Converting String from One Charset to Another

Arpit Aggarwal picture Arpit Aggarwal · Apr 16, 2015 · Viewed 14.3k times · Source

I am working on converting a string from one charset to another and read many example on it and finally found below code, which looks nice to me and as a newbie to Charset Encoding, I want to know, if it is the right way to do it .

public static byte[] transcodeField(byte[] source, Charset from, Charset to) {
    return new String(source, from).getBytes(to);
} 

To convert String from ASCII to EBCDIC, I have to do:

System.out.println(new String(transcodeField(ebytes,
                Charset.forName("US-ASCII"), Charset.forName("Cp1047"))));

And to convert from EBCDIC to ASCII, I have to do:

System.out.println(new String(transcodeField(ebytes,
                Charset.forName("Cp1047"), Charset.forName("US-ASCII"))));

Answer

Kayaman picture Kayaman · Sep 3, 2016

The code you found (transcodeField) doesn't convert a String from one encoding to another, because a String doesn't have an encoding¹. It converts bytes from one encoding to another. The method is only useful if your use case satisfies 2 conditions:

  1. Your input data is bytes in one encoding
  2. Your output data needs to be bytes in another encoding

In that case, it's straight forward:

byte[] out = transcodeField(inbytes, Charset.forName(inEnc), Charset.forName(outEnc));

If the input data contains characters that can't be represented in the output encoding (such as converting complex UTF8 to ASCII) those characters will be replaced with the ? replacement symbol, and the data will be corrupted.

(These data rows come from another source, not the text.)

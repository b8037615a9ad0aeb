use crate::sync::Listener;
use std::any::{Any, TypeId};
use std::collections::HashMap;

pub(crate) type ListenerList<M> = Vec<Listener<M>>;
// Values are `ListenerList<M>` for the `M` whose `TypeId` is the key
pub(crate) type ChannelMap = HashMap<TypeId, Box<dyn Any + Send>>;
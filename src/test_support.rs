use tracing_subscriber::EnvFilter;

/// Routes `tracing` output through the test harness; `RUST_LOG=missive=trace` shows dispatches.
pub(crate) fn init_tracing() {
    let _ = tracing_subscriber::fmt()
        .with_env_filter(EnvFilter::from_default_env())
        .with_test_writer()
        .try_init();
}
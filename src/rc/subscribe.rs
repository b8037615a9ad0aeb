/*
    ABSTRACT: Definition of a single-thread subscriber object which can be registered on an
    intermediary message bus (see bus.rs) that dispatches missives published to it.
*/
use crate::{error::ListenerResult, Missive};
use uuid::Uuid;

/// A single-thread `Subscriber` which receives missives of type `M` from a `MessageBus`.
///
/// - The bus only keeps a weak reference to a subscriber (see `Listener::from_subscriber`), so dropping the
///   owning `Rc` is enough to stop receiving missives.
/// - `id` must be stable for the lifetime of the subscriber; it is what makes registrations unique.
pub trait Subscriber<M: Missive> {
    fn id(&self) -> &Uuid;
    fn on_missive(&self, missive: &M) -> ListenerResult;
}
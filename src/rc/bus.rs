/*
    ABSTRACT: Definition of the single-thread message bus and its supporting datatypes to
    deliver missives (see missive.rs) from publishers (see publish.rs) to listeners
    (see listener.rs and subscribe.rs)
*/
use crate::{
    config::BusConfig,
    error::{BusError, Result},
    rc::{
        types::{ChannelMap, ListenerList},
        Listener,
    },
    types::{execute_listeners, DispatchOutcome},
    Missive,
};
use std::any::TypeId;
use std::cell::RefCell;
use tracing::{debug, trace};

struct Registry {
    open: bool,
    channels: ChannelMap,
}

impl Registry {
    fn list<M: Missive>(&self) -> Option<&ListenerList<M>> {
        self.channels
            .get(&TypeId::of::<M>())
            .and_then(|list| list.downcast_ref::<ListenerList<M>>())
    }

    fn list_mut<M: Missive>(&mut self) -> Option<&mut ListenerList<M>> {
        self.channels
            .get_mut(&TypeId::of::<M>())
            .and_then(|list| list.downcast_mut::<ListenerList<M>>())
    }
}

/// Single-thread datastructure responsible for dispatching missives from publishers to listeners
///
/// This keeps the respective Pub/Sub systems decoupled from each other
///
/// Create one with `MessageBus::open` at startup and share it by reference or `Rc`. No registry borrow is
/// held while a listener runs, so listeners may add, remove, and send on the same bus.
pub struct MessageBus {
    config: BusConfig,
    registry: RefCell<Registry>,
}

impl Default for MessageBus {
    fn default() -> Self {
        Self::open(BusConfig::default())
    }
}

impl MessageBus {
    pub fn open(config: BusConfig) -> Self {
        debug!(policy = %config.failure_policy, isolate_panics = config.isolate_panics, "message bus opened");
        Self {
            config,
            registry: RefCell::new(Registry {
                open: true,
                channels: ChannelMap::default(),
            }),
        }
    }

    pub fn config(&self) -> &BusConfig {
        &self.config
    }

    pub fn is_open(&self) -> bool {
        self.registry.borrow().open
    }

    /// Drops every registration and refuses further use of this `MessageBus`
    ///
    /// ### Notes
    /// - Closing an already closed bus does nothing.
    pub fn close(&self) {
        let channels = {
            let mut registry = self.registry.borrow_mut();
            if !registry.open {
                return;
            }
            registry.open = false;
            std::mem::take(&mut registry.channels)
        };
        debug!(channels = channels.len(), "message bus closed");
        // Listeners are dropped outside of the borrow, their captures may touch the bus
        drop(channels);
    }

    /// Adds the given `Listener` to the listener list of its missive type
    ///
    /// ### Returns
    /// - `bool`: `false` if a listener with the same id is already registered for `M`, or if the bus is closed.
    pub fn add_listener<M: Missive>(&self, listener: &Listener<M>) -> bool {
        let mut registry = self.registry.borrow_mut();
        if !registry.open {
            debug!(missive = M::name(), listener = %listener.id(), "bus is closed, listener refused");
            return false;
        }
        let Some(list) = registry
            .channels
            .entry(TypeId::of::<M>())
            .or_insert_with(|| Box::new(ListenerList::<M>::new()))
            .downcast_mut::<ListenerList<M>>()
        else {
            return false;
        };
        // A dropped subscriber may have left its id behind
        list.retain(Listener::is_alive);
        if list.iter().any(|registered| registered.id() == listener.id()) {
            trace!(missive = M::name(), listener = %listener.id(), "listener already registered");
            return false;
        }
        list.push(listener.clone());
        debug!(missive = M::name(), listener = %listener.id(), listeners = list.len(), "listener added");
        true
    }

    /// Removes the given `Listener` from the listener list of its missive type
    ///
    /// ### Notes
    /// - Registration order of the remaining listeners is preserved.
    /// - A dispatch already in progress still reaches this listener if its snapshot contains it.
    ///
    /// ### Returns
    /// - `bool`: `true` if the listener was registered and has been removed.
    pub fn remove_listener<M: Missive>(&self, listener: &Listener<M>) -> bool {
        let removed = {
            let mut registry = self.registry.borrow_mut();
            let Some(list) = registry.list_mut::<M>() else {
                return false;
            };
            let Some(idx) = list
                .iter()
                .position(|registered| registered.id() == listener.id())
            else {
                return false;
            };
            let removed = list.remove(idx);
            let remaining = list.len();
            if remaining == 0 {
                registry.channels.remove(&TypeId::of::<M>());
            }
            debug!(missive = M::name(), listener = %listener.id(), listeners = remaining, "listener removed");
            removed
        };
        drop(removed);
        true
    }

    /// Removes every `Listener` registered for `M`, returning how many live ones there were
    pub fn remove_all_listeners<M: Missive>(&self) -> usize {
        let removed = self.registry.borrow_mut().channels.remove(&TypeId::of::<M>());
        let count = removed
            .as_ref()
            .and_then(|list| list.downcast_ref::<ListenerList<M>>())
            .map_or(0, |list| list.iter().filter(|l| l.is_alive()).count());
        if count > 0 {
            debug!(missive = M::name(), listeners = count, "all listeners removed");
        }
        count
    }

    /// Removes all listeners from this `MessageBus`, leaving it open
    pub fn clear(&self) {
        let channels = std::mem::take(&mut self.registry.borrow_mut().channels);
        debug!(channels = channels.len(), "message bus cleared");
        drop(channels);
    }

    /// Number of live listeners registered for `M`
    pub fn listener_count<M: Missive>(&self) -> usize {
        self.registry
            .borrow()
            .list::<M>()
            .map_or(0, |list| list.iter().filter(|l| l.is_alive()).count())
    }

    pub fn has_listeners<M: Missive>(&self) -> bool {
        self.listener_count::<M>() > 0
    }

    /// Dispatches the given missive to every `Listener` registered for its exact type, in registration order
    ///
    /// ### Notes
    /// - The listener list is snapshotted before the first invocation; changes made by listeners apply to later sends.
    /// - Automatically removes any dropped subscribers encountered during the dispatch.
    /// - Failing listeners never stop the rest of the snapshot. How they are reported depends on `BusConfig::failure_policy`.
    pub fn send<M: Missive>(&self, missive: &M) -> Result<DispatchOutcome> {
        let snapshot: ListenerList<M> = {
            let registry = self.registry.borrow();
            if !registry.open {
                return Err(BusError::Closed);
            }
            match registry.list::<M>() {
                Some(list) => list.clone(),
                None => {
                    trace!(missive = M::name(), "no listeners");
                    return Ok(DispatchOutcome::NotNeeded);
                }
            }
        };
        trace!(missive = M::name(), listeners = snapshot.len(), "dispatching");

        let run = execute_listeners(&snapshot, missive, &self.config);
        if run.requires_cleanup() {
            self.prune_dropped::<M>();
        }
        run.finish(self.config.failure_policy)
    }

    fn prune_dropped<M: Missive>(&self) {
        let mut registry = self.registry.borrow_mut();
        let Some(list) = registry.list_mut::<M>() else {
            return;
        };
        let before = list.len();
        list.retain(Listener::is_alive);
        let remaining = list.len();
        if remaining == 0 {
            registry.channels.remove(&TypeId::of::<M>());
        }
        debug!(missive = M::name(), pruned = before - remaining, "dropped subscribers pruned");
    }
}
use crate::rc::Listener;
use std::any::{Any, TypeId};
use std::collections::HashMap;

pub(crate) type ListenerList<M> = Vec<Listener<M>>;
// Values are `ListenerList<M>` for the `M` whose `TypeId` is the key
pub(crate) type ChannelMap = HashMap<TypeId, Box<dyn Any>>;
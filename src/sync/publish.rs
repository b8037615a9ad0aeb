/*
    ABSTRACT: Definition of a thread-safe publisher which utilizes an intermediary message bus
    (see bus.rs) to send missives to their respective listeners (see listener.rs)
*/
use crate::{error::Result, sync::MessageBus, types::DispatchOutcome, Missive};

/// A thread-safe `Publisher` which publishes missives `M` to a list of listeners via a `MessageBus`.
pub trait Publisher<M: Missive> {
    fn publish(&self, missive: &M, bus: &MessageBus) -> Result<DispatchOutcome> {
        bus.send(missive)
    }
}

However a lot of people ask "How do I convert a String from one encoding to another", to which a lot of people answer with the following snippet:

String s = new String(source.getBytes(inputEncoding), outputEncoding);

This is complete bull****. The getBytes(String encoding) method returns a byte array with the characters encoded in the specified encoding (if possible, again invalid characters are converted to ?). The String constructor with the 2nd parameter creates a new String from a byte array, where the bytes are in the specified encoding. Now since you just used source.getBytes(inputEncoding) to get those bytes, they're not encoded in outputEncoding (except if the encodings use the same values, which is common for "normal" characters like abcd, but differs with more complex like accented characters éêäöñ).

So what does this mean? It means that when you have a Java String, everything is great. Strings are unicode, meaning that all of your characters are safe. The problem comes when you need to convert that String to bytes, meaning that you need to decide on an encoding. Choosing a unicode compatible encoding such as UTF8, UTF16 etc. is great. It means your characters will still be safe even if your String contained all sorts of weird characters. If you choose a different encoding (with US-ASCII being the least supportive) your String must contain only the characters supported by the encoding, or it will result in corrupted bytes.

Now finally some examples of good and bad usage.

String myString = "Feng shui in chinese is 風水";
byte[] bytes1 = myString.getBytes("UTF-8");  // Bytes correct
byte[] bytes2 = myString.getBytes("US-ASCII"); // Last 2 characters are now corrupted (converted to question marks)

String nordic = "Här är några merkkejä";
byte[] bytes3 = nordic.getBytes("UTF-8");  // Bytes correct, "weird" chars take 2 bytes each
byte[] bytes4 = nordic.getBytes("ISO-8859-1"); // Bytes correct, "weird" chars take 1 byte each
String broken = new String(nordic.getBytes("UTF-8"), "ISO-8859-1"); // Contains now "Här är några merkkejä"

The last example demonstrates that even though both of the encodings support the nordic characters, they use different bytes to represent them and using the wrong encoding when decoding results in Mojibake. Therefore there's no such thing as "converting a String from one encoding to another", and you should never use the broken example.

Also note that you should always specify the encoding used (with both getBytes() and new String()), because you can't trust that the default encoding is always the one you want.

As a last issue, Charset and Encoding aren't the same thing, but they're very much related.

¹ Technically the way a String is stored internally in the JVM is in UTF-16 encoding up to Java 8, and variable encoding from Java 9 onwards, but the developer doesn't need to care about that.


NOTE

It's possible to have a corrupted String and be able to uncorrupt it by fiddling with the encoding, which may be where this "convert String to other encoding" misunderstanding originates from.

// Input comes from network/file/other place and we have misconfigured the encoding 
String input = "Här är några merkkejä"; // UTF-8 bytes, interpreted wrongly as ISO-8859-1 compatible
byte[] bytes = input.getBytes("ISO-8859-1"); // Get each char as single byte
String asUtf8 = new String(bytes, "UTF-8"); // Recreate String as UTF-8

If no characters were corrupted in input, the string would now be "fixed". However the proper approach is to use the correct encoding when reading input, not fix it afterwards. Especially if there's a chance of it becoming corrupted.